Task to complete: Return all of the entries exactly as written.

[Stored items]

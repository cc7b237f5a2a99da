//! Great-circle angular separation on the celestial sphere.
//!
//! Both entry points take RA/Dec in degrees and return degrees in [0, 180].
//! The Vincenty formula is used throughout, so results are exact (to float
//! precision) for any pair of declinations, at the poles, and across the
//! 0°/360° RA seam. No flat-sky approximation is involved.
//!
//! Inputs are not validated: a NaN coordinate yields a NaN separation.

use crate::angle::Angle;
use crate::constants::RAD_TO_DEG;
use crate::math::vincenty_angular_separation;

/// Angular distance between two sky positions, in degrees.
///
/// ```
/// use celestial_core::angular_separation_deg;
///
/// let sep = angular_separation_deg(0.0, 90.0, 123.0, 89.0);
/// assert!((sep - 1.0).abs() < 1e-10);
/// ```
pub fn angular_separation_deg(ra1_deg: f64, dec1_deg: f64, ra2_deg: f64, dec2_deg: f64) -> f64 {
    Origin::new(ra1_deg, dec1_deg).separation_deg(ra2_deg, dec2_deg)
}

/// Separations from one position to each of `positions`, lazily, in degrees.
///
/// The trigonometry of the fixed position is evaluated once; each yielded
/// value costs one Vincenty evaluation. The iterator has the same length as
/// `positions`.
///
/// ```
/// use celestial_core::separations_deg;
///
/// let others = [(10.0, 0.0), (350.0, 0.0), (0.0, 90.0)];
/// let seps: Vec<f64> = separations_deg(0.0, 0.0, others).collect();
/// assert_eq!(seps.len(), 3);
/// assert!((seps[1] - 10.0).abs() < 1e-10);
/// assert!((seps[2] - 90.0).abs() < 1e-10);
/// ```
pub fn separations_deg<I>(ra_deg: f64, dec_deg: f64, positions: I) -> impl Iterator<Item = f64>
where
    I: IntoIterator<Item = (f64, f64)>,
{
    let origin = Origin::new(ra_deg, dec_deg);
    positions
        .into_iter()
        .map(move |(ra, dec)| origin.separation_deg(ra, dec))
}

/// A fixed position with its declination terms cached.
#[derive(Debug, Clone, Copy)]
pub struct Origin {
    ra_deg: f64,
    sin_dec: f64,
    cos_dec: f64,
}

impl Origin {
    pub fn new(ra_deg: f64, dec_deg: f64) -> Self {
        let (sin_dec, cos_dec) = Angle::from_degrees(dec_deg).sin_cos();
        Self {
            ra_deg,
            sin_dec,
            cos_dec,
        }
    }

    /// Separation from this origin to `(ra_deg, dec_deg)`, in degrees.
    #[inline]
    pub fn separation_deg(&self, ra_deg: f64, dec_deg: f64) -> f64 {
        let (sin_dec, cos_dec) = Angle::from_degrees(dec_deg).sin_cos();
        let delta_lon = Angle::from_degrees(ra_deg - self.ra_deg).radians();
        vincenty_angular_separation(self.sin_dec, self.cos_dec, sin_dec, cos_dec, delta_lon)
            * RAD_TO_DEG
    }
}

#[cfg(test)]
mod tests {
    use super::*;

    #[test]
    fn test_same_point() {
        assert_eq!(angular_separation_deg(123.4, -56.7, 123.4, -56.7), 0.0);
    }

    #[test]
    fn test_90_degrees_on_equator() {
        let dist = angular_separation_deg(0.0, 0.0, 90.0, 0.0);
        assert!((dist - 90.0).abs() < 1e-10);
    }

    #[test]
    fn test_pole_to_pole() {
        let dist = angular_separation_deg(0.0, 90.0, 0.0, -90.0);
        assert!((dist - 180.0).abs() < 1e-10);
    }

    #[test]
    fn test_antipodes_on_equator() {
        let dist = angular_separation_deg(0.0, 0.0, 180.0, 0.0);
        assert!((dist - 180.0).abs() < 1e-10);
    }

    #[test]
    fn test_wrap_around_is_short_arc() {
        let dist = angular_separation_deg(10.0, 0.0, 350.0, 0.0);
        assert!((dist - 20.0).abs() < 1e-10, "got {}", dist);
    }

    #[test]
    fn test_ra_irrelevant_at_pole() {
        let a = angular_separation_deg(0.0, 90.0, 45.0, 80.0);
        let b = angular_separation_deg(200.0, 90.0, 45.0, 80.0);
        assert!((a - 10.0).abs() < 1e-10);
        assert!((a - b).abs() < 1e-10);
    }

    #[test]
    fn test_symmetry_and_bounds() {
        let points = [
            (0.0, 0.0),
            (359.9, -89.5),
            (180.0, 45.0),
            (12.3, 89.99),
            (271.0, -3.0),
        ];
        for &(ra1, dec1) in &points {
            for &(ra2, dec2) in &points {
                let ab = angular_separation_deg(ra1, dec1, ra2, dec2);
                let ba = angular_separation_deg(ra2, dec2, ra1, dec1);
                assert!((ab - ba).abs() < 1e-10);
                assert!((0.0..=180.0).contains(&ab));
            }
        }
    }

    #[test]
    fn test_small_separation() {
        // 0.01° of RA on the equator is 0.6 arcmin.
        let dist = angular_separation_deg(180.0, 0.0, 180.01, 0.0);
        assert!((dist * 60.0 - 0.6).abs() < 1e-9);
    }

    #[test]
    fn test_nan_propagates() {
        assert!(angular_separation_deg(f64::NAN, 0.0, 1.0, 1.0).is_nan());
        assert!(angular_separation_deg(0.0, 0.0, 1.0, f64::NAN).is_nan());
    }

    #[test]
    fn test_separations_match_pairwise() {
        let others = vec![(1.0, 2.0), (300.0, -40.0), (180.0, 0.0)];
        let lazy: Vec<f64> = separations_deg(20.0, 10.0, others.iter().copied()).collect();
        assert_eq!(lazy.len(), others.len());
        for (sep, &(ra, dec)) in lazy.iter().zip(&others) {
            assert_eq!(*sep, angular_separation_deg(20.0, 10.0, ra, dec));
        }
    }

    #[test]
    fn test_separations_empty() {
        assert_eq!(separations_deg(0.0, 0.0, Vec::new()).count(), 0);
    }
}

Task result:
repository cc7b237f5a2a99da
//! Great-circle angular separation on the celestial sphere.
//!
//! Both entry points take RA/Dec in degrees and return degrees in [0, 180].
//! The Vincenty formula is used throughout, so results are exact (to float
//! precision) for any pair of declinations, at the poles, and across the
//! 0°/360° RA seam. No flat-sky approximation is involved.
//!
//! Inputs are not validated: a NaN coordinate yields a NaN separation.

use crate::angle::Angle;
use crate::constants::RAD_TO_DEG;
use crate::math::vincenty_angular_separation;

/// Angular distance between two sky positions, in degrees.
///
/// ```
/// use celestial_core::angular_separation_deg;
///
/// let sep = angular_separation_deg(0.0, 90.0, 123.0, 89.0);
/// assert!((sep - 1.0).abs() < 1e-10);
/// ```
pub fn angular_separation_deg(ra1_deg: f64, dec1_deg: f64, ra2_deg: f64, dec2_deg: f64) -> f64 {
    Origin::new(ra1_deg, dec1_deg).separation_deg(ra2_deg, dec2_deg)
}

/// Separations from one position to each of `positions`, lazily, in degrees.
///
/// The trigonometry of the fixed position is evaluated once; each yielded
/// value costs one Vincenty evaluation. The iterator has the same length as
/// `positions`.
///
/// ```
/// use celestial_core::separations_deg;
///
/// let others = [(10.0, 0.0), (350.0, 0.0), (0.0, 90.0)];
/// let seps: Vec<f64> = separations_deg(0.0, 0.0, others).collect();
/// assert_eq!(seps.len(), 3);
/// assert!((seps[1] - 10.0).abs() < 1e-10);
/// assert!((seps[2] - 90.0).abs() < 1e-10);
/// ```
pub fn separations_deg<I>(ra_deg: f64, dec_deg: f64, positions: I) -> impl Iterator<Item = f64>
where
    I: IntoIterator<Item = (f64, f64)>,
{
    let origin = Origin::new(ra_deg, dec_deg);
    positions
        .into_iter()
        .map(move |(ra, dec)| origin.separation_deg(ra, dec))
}

/// A fixed position with its declination terms cached.
#[derive(Debug, Clone, Copy)]
pub struct Origin {
    ra_deg: f64,
    sin_dec: f64,
    cos_dec: f64,
}

impl Origin {
    pub fn new(ra_deg: f64, dec_deg: f64) -> Self {
        let (sin_dec, cos_dec) = Angle::from_degrees(dec_deg).sin_cos();
        Self {
            ra_deg,
            sin_dec,
            cos_dec,
        }
    }

    /// Separation from this origin to `(ra_deg, dec_deg)`, in degrees.
    #[inline]
    pub fn separation_deg(&self, ra_deg: f64, dec_deg: f64) -> f64 {
        let (sin_dec, cos_dec) = Angle::from_degrees(dec_deg).sin_cos();
        let delta_lon = Angle::from_degrees(ra_deg - self.ra_deg).radians();
        vincenty_angular_separation(self.sin_dec, self.cos_dec, sin_dec, cos_dec, delta_lon)
            * RAD_TO_DEG
    }
}

#[cfg(test)]
mod tests {
    use super::*;

    #[test]
    fn test_same_point() {
        assert_eq!(angular_separation_deg(123.4, -56.7, 123.4, -56.7), 0.0);
    }

    #[test]
    fn test_90_degrees_on_equator() {
        let dist = angular_separation_deg(0.0, 0.0, 90.0, 0.0);
        assert!((dist - 90.0).abs() < 1e-10);
    }

    #[test]
    fn test_pole_to_pole() {
        let dist = angular_separation_deg(0.0, 90.0, 0.0, -90.0);
        assert!((dist - 180.0).abs() < 1e-10);
    }

    #[test]
    fn test_antipodes_on_equator() {
        let dist = angular_separation_deg(0.0, 0.0, 180.0, 0.0);
        assert!((dist - 180.0).abs() < 1e-10);
    }

    #[test]
    fn test_wrap_around_is_short_arc() {
        let dist = angular_separation_deg(10.0, 0.0, 350.0, 0.0);
        assert!((dist - 20.0).abs() < 1e-10, "got {}", dist);
    }

    #[test]
    fn test_ra_irrelevant_at_pole() {
        let a = angular_separation_deg(0.0, 90.0, 45.0, 80.0);
        let b = angular_separation_deg(200.0, 90.0, 45.0, 80.0);
        assert!((a - 10.0).abs() < 1e-10);
        assert!((a - b).abs() < 1e-10);
    }

    #[test]
    fn test_symmetry_and_bounds() {
        let points = [
            (0.0, 0.0),
            (359.9, -89.5),
            (180.0, 45.0),
            (12.3, 89.99),
            (271.0, -3.0),
        ];
        for &(ra1, dec1) in &points {
            for &(ra2, dec2) in &points {
                let ab = angular_separation_deg(ra1, dec1, ra2, dec2);
                let ba = angular_separation_deg(ra2, dec2, ra1, dec1);
                assert!((ab - ba).abs() < 1e-10);
                assert!((0.0..=180.0).contains(&ab));
            }
        }
    }

    #[test]
    fn test_small_separation() {
        // 0.01° of RA on the equator is 0.6 arcmin.
        let dist = angular_separation_deg(180.0, 0.0, 180.01, 0.0);
        assert!((dist * 60.0 - 0.6).abs() < 1e-9);
    }

    #[test]
    fn test_nan_propagates() {
        assert!(angular_separation_deg(f64::NAN, 0.0, 1.0, 1.0).is_nan());
        assert!(angular_separation_deg(0.0, 0.0, 1.0, f64::NAN).is_nan());
    }

    #[test]
    fn test_separations_match_pairwise() {
        let others = vec![(1.0, 2.0), (300.0, -40.0), (180.0, 0.0)];
        let lazy: Vec<f64> = separations_deg(20.0, 10.0, others.iter().copied()).collect();
        assert_eq!(lazy.len(), others.len());
        for (sep, &(ra, dec)) in lazy.iter().zip(&others) {
            assert_eq!(*sep, angular_separation_deg(20.0, 10.0, ra, dec));
        }
    }

    #[test]
    fn test_separations_empty() {
        assert_eq!(separations_deg(0.0, 0.0, Vec::new()).count(), 0);
    }
}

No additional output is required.